Keeping stating those indefensible opinions as declarative facts. Somebody will eventually start to believe them. It works for Obama.


Do try to follow along and I'll explain again how Cain's plan increases the cost of labor.

Right now an employer pays 7.65% in payroll taxes on the wages they pay employees. Under Cain's plan, the 7.65% is eliminated, but so is the tax deduction for wages paid. As it is now, for every $1,000 in wages paid the employer pays $76.50 in payroll taxes. Under Cain's plan the tax on that same $1,000 wage is $90.00 for an increase of $13.5. That increase in labor cost makes American labor less competitive, so an employer looking to create a new job has even more reason to create that job overseas even if the overall income tax rate under Cain's plan is less than what they pay now.
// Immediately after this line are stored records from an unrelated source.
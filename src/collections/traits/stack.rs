use std::marker::PhantomData;

/// A last-in-first-out collection. The most recently pushed element is always the next one popped.
///
/// # Examples
/// ```
/// # use sequence_lib::collections::linked::OrderedSequence;
/// # use sequence_lib::collections::traits::Stack;
/// let mut garage = OrderedSequence::new();
/// garage.push("Ferrari");
/// garage.push("Mercedes");
/// assert_eq!(Stack::peek(&garage), Some(&"Mercedes"));
/// assert_eq!(Stack::pop(&mut garage), Some("Mercedes"));
/// assert_eq!(Stack::pop(&mut garage), Some("Ferrari"));
/// assert_eq!(Stack::pop(&mut garage), None);
/// ```
pub trait Stack<T> {
    /// Places `value` on top of the stack.
    fn push(&mut self, value: T);

    /// Removes the top element and returns it, or [`None`] if the stack is empty.
    fn pop(&mut self) -> Option<T>;

    /// Returns a reference to the top element without removing it.
    fn peek(&self) -> Option<&T>;

    fn len(&self) -> usize;

    fn is_empty(&self) -> bool {
        self.len() == 0
    }

    /// Pops every element, yielding them from the top of the stack to the bottom.
    fn drain_top(&mut self) -> DrainTop<'_, Self, T> where Self: Sized {
        DrainTop {
            stack: self,
            _phantom: PhantomData,
        }
    }
}

/// Iterator returned by [`Stack::drain_top`].
pub struct DrainTop<'a, S: Stack<T>, T> {
    stack: &'a mut S,
    _phantom: PhantomData<T>,
}

impl<'a, S: Stack<T>, T> Iterator for DrainTop<'a, S, T> {
    type Item = T;

    fn next(&mut self) -> Option<Self::Item> {
        self.stack.pop()
    }

    fn size_hint(&self) -> (usize, Option<usize>) {
        (self.stack.len(), Some(self.stack.len()))
    }
}

impl<'a, S: Stack<T>, T> ExactSizeIterator for DrainTop<'a, S, T> {}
Under current law subchapter S corporation (most small businesses) pay ZERO income tax on net profits, but Cain's plan eliminates this distinction and taxes all corporations at 9%. The owners of a small business pay the 9% corporate tax, plus the 9% individual tax, plus the 9% sales tax, for a total rate of 27%. Many small businesses owners have a lower effective tax rate under the current system because of deductions. If you buy the argument that raising taxes on job creators is bad for the economy, then Cain's 999 plan is bad for the economy.


Are you sure that the corporation would not be able to deduct the $1,000 paid in wages in arriving at a net taxable income? I have not seen details that say that it would be a 9% gross receipts tax. Under present accounting rules, even GROSS income can include a deduction for "cost of goods sold", which includes certain labor expense. NET income includes a deduction for even more compensation expenses. If it's a 9% tax on gross or net income and not gross receipts, your assumptions are incorrect.

Again, I'm not certain of the details, but I highly doubt whether S corporation owners will be double taxed under the 999 plan. If the S corporation income is taxed at 9%, then it could/would likley be distributed to the shareholders/owners as non-taxable dividend income.

It would make no sense to do so otherwise. Even under the current system, S corporation income is passed through as income to the shareholder so that it is not taxed at both the corporate and individual level.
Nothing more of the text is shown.